TASK DETAILS: Could you print only the lines from the one containing "lifecycle state machine" through the end of the listing below, unchanged?

DATASET RECORDS:
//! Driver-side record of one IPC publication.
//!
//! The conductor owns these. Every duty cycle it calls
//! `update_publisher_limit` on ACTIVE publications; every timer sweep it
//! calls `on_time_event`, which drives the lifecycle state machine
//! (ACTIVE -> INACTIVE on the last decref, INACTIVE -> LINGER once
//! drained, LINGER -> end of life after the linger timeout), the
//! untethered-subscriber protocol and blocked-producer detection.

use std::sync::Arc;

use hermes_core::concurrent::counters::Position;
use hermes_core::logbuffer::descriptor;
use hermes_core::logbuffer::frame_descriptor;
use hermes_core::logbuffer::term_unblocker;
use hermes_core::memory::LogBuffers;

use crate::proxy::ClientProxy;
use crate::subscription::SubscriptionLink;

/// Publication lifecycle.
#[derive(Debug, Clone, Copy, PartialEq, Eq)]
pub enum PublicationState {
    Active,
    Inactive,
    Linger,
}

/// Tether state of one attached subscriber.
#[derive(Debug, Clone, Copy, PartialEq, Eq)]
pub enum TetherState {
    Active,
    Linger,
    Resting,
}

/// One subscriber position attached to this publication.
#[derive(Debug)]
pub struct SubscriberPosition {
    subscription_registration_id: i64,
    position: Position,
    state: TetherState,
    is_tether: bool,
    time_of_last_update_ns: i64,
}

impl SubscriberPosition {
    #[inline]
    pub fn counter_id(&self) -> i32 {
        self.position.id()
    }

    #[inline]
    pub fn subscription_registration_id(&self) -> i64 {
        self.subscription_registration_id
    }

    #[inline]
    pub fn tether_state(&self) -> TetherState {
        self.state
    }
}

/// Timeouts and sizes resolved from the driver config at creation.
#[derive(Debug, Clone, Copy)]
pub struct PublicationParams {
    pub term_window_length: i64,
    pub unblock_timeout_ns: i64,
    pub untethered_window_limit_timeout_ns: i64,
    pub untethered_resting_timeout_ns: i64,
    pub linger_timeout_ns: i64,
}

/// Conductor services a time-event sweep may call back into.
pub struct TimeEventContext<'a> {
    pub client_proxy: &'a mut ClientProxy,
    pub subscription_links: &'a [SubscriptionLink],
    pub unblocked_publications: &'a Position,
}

SOLUTION TO THE PROBLEM:
//! calls `on_time_event`, which drives the lifecycle state machine
//! (ACTIVE -> INACTIVE on the last decref, INACTIVE -> LINGER once
//! drained, LINGER -> end of life after the linger timeout), the
//! untethered-subscriber protocol and blocked-producer detection.

use std::sync::Arc;

use hermes_core::concurrent::counters::Position;
use hermes_core::logbuffer::descriptor;
use hermes_core::logbuffer::frame_descriptor;
use hermes_core::logbuffer::term_unblocker;
use hermes_core::memory::LogBuffers;

use crate::proxy::ClientProxy;
use crate::subscription::SubscriptionLink;

/// Publication lifecycle.
#[derive(Debug, Clone, Copy, PartialEq, Eq)]
pub enum PublicationState {
    Active,
    Inactive,
    Linger,
}

/// Tether state of one attached subscriber.
#[derive(Debug, Clone, Copy, PartialEq, Eq)]
pub enum TetherState {
    Active,
    Linger,
    Resting,
}

/// One subscriber position attached to this publication.
#[derive(Debug)]
pub struct SubscriberPosition {
    subscription_registration_id: i64,
    position: Position,
    state: TetherState,
    is_tether: bool,
    time_of_last_update_ns: i64,
}

impl SubscriberPosition {
    #[inline]
    pub fn counter_id(&self) -> i32 {
        self.position.id()
    }

    #[inline]
    pub fn subscription_registration_id(&self) -> i64 {
        self.subscription_registration_id
    }

    #[inline]
    pub fn tether_state(&self) -> TetherState {
        self.state
    }
}

/// Timeouts and sizes resolved from the driver config at creation.
#[derive(Debug, Clone, Copy)]
pub struct PublicationParams {
    pub term_window_length: i64,
    pub unblock_timeout_ns: i64,
    pub untethered_window_limit_timeout_ns: i64,
    pub untethered_resting_timeout_ns: i64,
    pub linger_timeout_ns: i64,
}

/// Conductor services a time-event sweep may call back into.
pub struct TimeEventContext<'a> {
    pub client_proxy: &'a mut ClientProxy,
    pub subscription_links: &'a [SubscriptionLink],
    pub unblocked_publications: &'a Position,
}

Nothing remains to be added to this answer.